Tonight by Ken Laszlo

I had said back in the beginning that I'd also post italo disco songs here, and I haven't yet done any, so it's probably time to change that, right? If you're an American reading this, then you've probably never heard of italo disco and don't know for sure what I'm talking about. I was lucky enough to get wind of the movement when I went to Argentina for two years in the very early 90s. Now, I didn't go to listen to music, but you can't escape hearing plenty of stuff, and naturally the musical scene in Argentina was quite a bit different than it is in the US. What I mostly heard was cumbia, which was the Argentine version of ghetto music, but I also heard a bunch of stuff from Europe that nobody had been interested in promoting in the US. The only italo-disco songs to make any headway in the US at all weren't known as italo-disco, they were just seen as danceable pop songs that used a lot of synthesizers. Laura Branigan's output, and one-hit wonder Baltimora with their song "Tarzan Boy" were about it.

Italo disco also wasn't all that popular in the UK, but it was bit on the Continent, which is the vector where it came to Argentina. I wrote down some track names, and even burned a cassette tape of stuff I heard, and then made a concerted effort to locate this stuff after I got home. Sadly, to little avail, until the internet was in full swing, and I could hear songs on youtube and elsewhere. Some compilation CDs also started coming out in recent years, and just in the last couple of years or so, I've finally really bulked up my italo disco collection.

As you can probably divine from the subgenre title, italo disco is danceable stuff. I'm not aware of any ballads or experimental songs whatsoever within the genre; everything is meant to be danced to. Although it sounds extremely similar to synthpop, its roots actually like more directly in the continuing evolution of disco music. Disco was a major influence in a lot of synthpop bands too, hence the convergence. Although many italo disco artists were, in fact, Italian, other folks chimed in too: Germans, Spaniards, and others. The lead singer for Baltimora was Irish (the rest of his band was Italian) and Laura Branigan was from New York (although of mixed Italian and Irish descent, which is curious.)

One side effect of this is that many if not most italo disco artists sing in English, but are not really very fluent in our language. This means that it's often difficult to actually tell what they're saying, and then when you can, what they said was often outlandishly silly. Which, come to think of it, may well explain the lack of headway the genre was able to make in countries where people spoke English natively. Also, while synthpop was often serious (or at least artistic, pretentious or sarcastic) italo disco was often quite cheesy and bubble-gum disposible.

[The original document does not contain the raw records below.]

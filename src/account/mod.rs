//! Local identity setup: the key material a member publishes when joining.

use crate::identity::generate_random_id;
use crate::{
    Error, IdentityKey, KeyStore, ONE_TIME_PRE_KEY_ID, OneTimePreKey, PreKeyBundle,
    SIGNED_PRE_KEY_ID, SignedPreKey,
};

/// Generates a fresh identity, stores it, and returns the bundle to publish.
///
/// Creates the identity key, a registration id, the signed pre-key and the
/// single one-time pre-key, replacing whatever the store held before.
pub fn generate<S: KeyStore + ?Sized>(store: &mut S) -> Result<PreKeyBundle, Error> {
    let identity_key = IdentityKey::new()?;
    let registration_id = generate_random_id()?;
    let signed_pre_key = SignedPreKey::new(SIGNED_PRE_KEY_ID)?;
    let one_time_pre_key = OneTimePreKey::new(ONE_TIME_PRE_KEY_ID)?;

    store.store_identity_key(&identity_key)?;
    store.store_registration_id(registration_id)?;
    store.store_signed_pre_key(&signed_pre_key)?;
    store.store_pre_key(&one_time_pre_key)?;

    tracing::debug!(registration_id, "Generated identity material");

    Ok(PreKeyBundle::new(
        registration_id,
        &identity_key,
        &signed_pre_key,
        &one_time_pre_key,
    ))
}

/// Rebuilds the publishable bundle from what the store holds.
pub fn prekey_bundle<S: KeyStore + ?Sized>(store: &S) -> Result<PreKeyBundle, Error> {
    let identity_key = store
        .load_identity_key()?
        .ok_or_else(|| Error::PreKey("No identity key".to_string()))?;
    let registration_id = store
        .load_registration_id()?
        .ok_or_else(|| Error::PreKey("No registration id".to_string()))?;
    let signed_pre_key = store
        .load_signed_pre_key(SIGNED_PRE_KEY_ID)?
        .ok_or_else(|| Error::PreKey(format!("No signed pre-key {SIGNED_PRE_KEY_ID}")))?;
    let one_time_pre_key = store
        .load_pre_key(ONE_TIME_PRE_KEY_ID)?
        .ok_or_else(|| Error::PreKey(format!("No one-time pre-key {ONE_TIME_PRE_KEY_ID}")))?;

    Ok(PreKeyBundle::new(
        registration_id,
        &identity_key,
        &signed_pre_key,
        &one_time_pre_key,
    ))
}
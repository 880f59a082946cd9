//! Length-prefixed block padding for group plaintexts.
//!
//! Every plaintext is framed as `[len: u16 BE][bytes][zero fill]` and rounded up
//! to a multiple of [`BLOCK_SIZE`], so ciphertext length only reveals which
//! block bucket a message falls into.

use crate::Error;

/// Padding granularity in bytes.
pub const BLOCK_SIZE: usize = 160;

/// Size of the big-endian length prefix.
pub const LENGTH_PREFIX_SIZE: usize = 2;

/// Largest plaintext the prefix can describe.
pub const MAX_PAYLOAD_SIZE: usize = u16::MAX as usize;

/// Pads `message` to the smallest multiple of [`BLOCK_SIZE`] that fits it plus the prefix.
pub fn pad(message: &[u8]) -> Result<Vec<u8>, Error> {
    let length =
        u16::try_from(message.len()).map_err(|_| Error::PayloadTooLarge(message.len()))?;

    let framed_len = message.len() + LENGTH_PREFIX_SIZE;
    let padded_len = framed_len.div_ceil(BLOCK_SIZE) * BLOCK_SIZE;

    let mut padded = Vec::with_capacity(padded_len);
    padded.extend_from_slice(&length.to_be_bytes());
    padded.extend_from_slice(message);
    padded.resize(padded_len, 0);

    Ok(padded)
}

/// Strips the framing added by [`pad`], ignoring the trailing fill.
pub fn unpad(padded: &[u8]) -> Result<Vec<u8>, Error> {
    if padded.len() < LENGTH_PREFIX_SIZE {
        return Err(Error::Malformed("Padded payload too short".to_string()));
    }

    let length = usize::from(u16::from_be_bytes([padded[0], padded[1]]));
    let end = LENGTH_PREFIX_SIZE + length;
    if padded.len() < end {
        return Err(Error::Malformed(format!(
            "Length prefix claims {length} bytes but only {} available",
            padded.len() - LENGTH_PREFIX_SIZE
        )));
    }

    Ok(padded[LENGTH_PREFIX_SIZE..end].to_vec())
}
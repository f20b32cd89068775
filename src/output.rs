//! Result types for an extraction session.

use serde::{Deserialize, Serialize};
use std::path::PathBuf;

/// Statistics from a completed extraction session.
#[derive(Debug, Clone, Default, Serialize, Deserialize)]
pub struct ExtractStats {
    /// Scan passes performed before convergence.
    pub passes: u64,
    /// Blocks converted and admitted to the output.
    pub blocks_converted: usize,
    /// Canvas images persisted to disk.
    pub images_captured: usize,
    /// Canvases given up on after the configured attempt limit.
    pub canvases_abandoned: usize,
    /// Blocks emitted through the unknown-class diagnostic fallback.
    pub unknown_blocks: usize,
    /// Fragments appended to the output.
    pub fragments_written: u64,
    /// Bytes written to the output.
    pub bytes_written: u64,
    /// Wall-clock duration of the session in milliseconds.
    pub total_duration_ms: u64,
}

/// Output of a completed extraction session.
#[derive(Debug, Clone, Serialize, Deserialize)]
pub struct ExtractOutput {
    /// Path of the Markdown file, when the session wrote one.
    pub output_path: Option<PathBuf>,
    /// Paths of captured canvas images, in capture order.
    pub images: Vec<PathBuf>,
    /// Session statistics.
    pub stats: ExtractStats,
}
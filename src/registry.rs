//! Dedup registries for blocks and canvas images.
//!
//! The scroll loop sees the same blocks on every pass; these registries are
//! what make re-scanning idempotent. Both live for exactly one extraction
//! session and only ever grow.

use std::collections::{HashMap, HashSet};

/// Identities of blocks that have already been emitted.
///
/// Admission is the single source of truth for "is this block new": a block
/// contributes to the pass's new-block count only when [`admit`] returns
/// `true`, which happens at most once per identity.
///
/// [`admit`]: AppearRegistry::admit
#[derive(Debug, Default)]
pub struct AppearRegistry {
    seen: HashSet<String>,
}

impl AppearRegistry {
    pub fn new() -> Self {
        Self::default()
    }

    /// Admit an identity. Returns `true` the first time, `false` ever after.
    pub fn admit(&mut self, id: &str) -> bool {
        self.seen.insert(id.to_string())
    }

    pub fn contains(&self, id: &str) -> bool {
        self.seen.contains(id)
    }

    pub fn len(&self) -> usize {
        self.seen.len()
    }

    pub fn is_empty(&self) -> bool {
        self.seen.is_empty()
    }
}

/// Per-canvas capture state: captured flag plus failed-attempt count.
///
/// Canvas blocks bypass the scan-level suppression so capture can be retried
/// until the renderer has actually painted the canvas. This registry keeps
/// that retrying bounded and the output deduplicated.
#[derive(Debug, Default)]
pub struct ImageRegistry {
    captured: HashSet<String>,
    attempts: HashMap<String, u32>,
}

impl ImageRegistry {
    pub fn new() -> Self {
        Self::default()
    }

    /// Whether the image for this identity has been persisted and referenced.
    pub fn is_captured(&self, id: &str) -> bool {
        self.captured.contains(id)
    }

    /// Mark the identity as captured. Later passes skip it entirely.
    pub fn mark_captured(&mut self, id: &str) {
        self.captured.insert(id.to_string());
        self.attempts.remove(id);
    }

    /// Record one failed capture attempt and return the new total.
    pub fn record_attempt(&mut self, id: &str) -> u32 {
        let n = self.attempts.entry(id.to_string()).or_insert(0);
        *n += 1;
        *n
    }

    /// Failed attempts recorded so far for this identity.
    pub fn attempts(&self, id: &str) -> u32 {
        self.attempts.get(id).copied().unwrap_or(0)
    }

    pub fn captured_count(&self) -> usize {
        self.captured.len()
    }
}
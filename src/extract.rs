//! Scroll-convergence extraction session.
//!
//! The controller alternates scan passes with scroll gestures until the
//! document stops yielding new blocks. Convergence is purely observational:
//! a pass that admits nothing bumps a stall counter, any new content resets
//! it, and the session ends once the counter passes its threshold. There is
//! no notion of document length — a virtualised renderer does not expose
//! one.
//!
//! The scroll gesture is bounded by [`tokio::time::timeout`]: a WebDriver
//! round-trip that hangs must not wedge the loop, and a missed gesture only
//! costs one pass of progress.

use crate::config::ExtractConfig;
use crate::dom::{selectors, DomCapability};
use crate::error::ExtractError;
use crate::output::{ExtractOutput, ExtractStats};
use crate::pipeline::block::convert_block;
use crate::pipeline::scan::scan_roots;
use crate::pipeline::writer::MarkupWriter;
use crate::registry::{AppearRegistry, ImageRegistry};
use std::path::PathBuf;
use std::time::Instant;
use tokio::io::{AsyncWrite, BufWriter};
use tokio::time::{sleep, timeout, Duration};
use tracing::{debug, info, warn};

/// Mutable state shared by the controller and the converters for the
/// lifetime of one extraction.
pub(crate) struct ExtractSession<'a, D: DomCapability, W> {
    pub dom: &'a D,
    pub config: &'a ExtractConfig,
    pub appear: AppearRegistry,
    pub images: ImageRegistry,
    pub writer: MarkupWriter<W>,
    pub stats: ExtractStats,
    pub image_dir: PathBuf,
    pub image_paths: Vec<PathBuf>,
}

impl<'a, D, W> ExtractSession<'a, D, W>
where
    D: DomCapability,
    W: AsyncWrite + Unpin + Send + Sync,
{
    fn new(dom: &'a D, config: &'a ExtractConfig, sink: W) -> Self {
        Self {
            dom,
            config,
            appear: AppearRegistry::new(),
            images: ImageRegistry::new(),
            writer: MarkupWriter::new(sink),
            stats: ExtractStats::default(),
            image_dir: config.resolved_image_dir(),
            image_paths: Vec::new(),
        }
    }

    /// Append a fragment to the output at the given depth.
    pub(crate) async fn write(&mut self, fragment: &str, depth: usize) -> Result<(), ExtractError> {
        self.writer
            .append(fragment, depth)
            .await
            .map_err(|source| ExtractError::OutputWrite { source })
    }

    /// Admit an identity, counting it once.
    pub(crate) fn admit_block(&mut self, id: &str) -> bool {
        let first = self.appear.admit(id);
        if first {
            self.stats.blocks_converted += 1;
        }
        first
    }

    /// One scan pass over the root block list. Returns the number of
    /// newly-admitted top-level blocks.
    async fn pass(&mut self) -> Result<usize, ExtractError> {
        let roots = match scan_roots(self.dom).await {
            Ok(roots) => roots,
            Err(e) => {
                warn!("root scan failed, treating pass as empty: {e}");
                Vec::new()
            }
        };

        let mut newly = 0;
        for block in &roots {
            // Canvas blocks bypass the registry check so capture can retry;
            // their output is deduplicated downstream.
            if !block.kind.is_canvas() && self.appear.contains(&block.id) {
                continue;
            }
            if convert_block(self, block, 0).await? && self.admit_block(&block.id) {
                newly += 1;
            }
        }
        Ok(newly)
    }

    /// Dispatch one scroll gesture, bounded by the configured timeout.
    /// Failures are tolerated; the next pass scrolls again.
    async fn scroll_gesture(&self) {
        let gesture = async {
            let container = self
                .dom
                .query_one(selectors::SCROLL_CONTAINER, None)
                .await?;
            match container {
                Some(container) => {
                    self.dom
                        .scroll_by(&container, 0, self.config.scroll_step)
                        .await
                }
                None => {
                    debug!("scroll container not found");
                    Ok(())
                }
            }
        };
        let bound = Duration::from_millis(self.config.gesture_timeout_ms);
        match timeout(bound, gesture).await {
            Ok(Ok(())) => {}
            Ok(Err(e)) => debug!("scroll gesture failed: {e}"),
            Err(_) => debug!("scroll gesture timed out after {:?}", bound),
        }
    }

    /// Run passes until the stall counter exceeds its threshold.
    async fn run(&mut self) -> Result<(), ExtractError> {
        if self.config.initial_wait_ms > 0 {
            sleep(Duration::from_millis(self.config.initial_wait_ms)).await;
        }

        let mut stall = 0u32;
        loop {
            self.stats.passes += 1;
            let newly = self.pass().await?;
            debug!(
                pass = self.stats.passes,
                newly,
                total = self.appear.len(),
                "pass complete"
            );
            if let Some(cb) = &self.config.progress_callback {
                cb.on_pass(self.stats.passes, newly, self.appear.len());
            }

            self.scroll_gesture().await;
            if self.config.settle_delay_ms > 0 {
                sleep(Duration::from_millis(self.config.settle_delay_ms)).await;
            }

            if newly == 0 {
                stall += 1;
                if stall > self.config.stall_threshold {
                    break;
                }
            } else {
                stall = 0;
            }
        }

        info!(
            passes = self.stats.passes,
            blocks = self.stats.blocks_converted,
            images = self.stats.images_captured,
            "extraction converged"
        );
        if let Some(cb) = &self.config.progress_callback {
            cb.on_converged(self.stats.passes, self.stats.blocks_converted);
        }
        Ok(())
    }
}

/// Extract the document into the configured output file.
///
/// The file is created up front, held open for the whole session, and
/// flushed at convergence. Canvas images land next to it (or in
/// `image_dir`).
///
/// # Errors
/// Fatal only: invalid config, output or image I/O, session setup. Per-pass
/// DOM trouble degrades to retries and never surfaces here.
pub async fn extract<D>(dom: &D, config: &ExtractConfig) -> Result<ExtractOutput, ExtractError>
where
    D: DomCapability,
{
    let file = tokio::fs::File::create(&config.output_path)
        .await
        .map_err(|source| ExtractError::OutputCreate {
            path: config.output_path.clone(),
            source,
        })?;
    let (mut output, _sink) = run_session(dom, config, BufWriter::new(file)).await?;
    output.output_path = Some(config.output_path.clone());
    Ok(output)
}

/// Extract into an arbitrary async sink instead of a file.
///
/// The sink is returned alongside the results so in-memory callers can
/// inspect what was written.
pub async fn extract_with_writer<D, W>(
    dom: &D,
    config: &ExtractConfig,
    sink: W,
) -> Result<(ExtractOutput, W), ExtractError>
where
    D: DomCapability,
    W: AsyncWrite + Unpin + Send + Sync,
{
    run_session(dom, config, sink).await
}

async fn run_session<D, W>(
    dom: &D,
    config: &ExtractConfig,
    sink: W,
) -> Result<(ExtractOutput, W), ExtractError>
where
    D: DomCapability,
    W: AsyncWrite + Unpin + Send + Sync,
{
    info!(output = %config.output_path.display(), "starting extraction");
    let start = Instant::now();

    let mut session = ExtractSession::new(dom, config, sink);
    session.run().await?;

    let ExtractSession {
        writer,
        mut stats,
        image_paths,
        ..
    } = session;
    let (sink, fragments, bytes) = writer
        .finish()
        .await
        .map_err(|source| ExtractError::OutputWrite { source })?;
    stats.fragments_written = fragments;
    stats.bytes_written = bytes;
    stats.total_duration_ms = start.elapsed().as_millis() as u64;

    Ok((
        ExtractOutput {
            output_path: None,
            images: image_paths,
            stats,
        },
        sink,
    ))
}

Despite these minor differences, I think you'll find, on listening to Ken Laszlo's song "Tonight" that it sounds not at all unlike any other New Wave synthpop song from the mid-80s. Ken Laszlo is not his real name (few of them performed under their real names) but according to the artist, is a reference to the character from Casablanca. And sorry about the abrupt fade in and fade out. Hey, it's youtube, what can you do?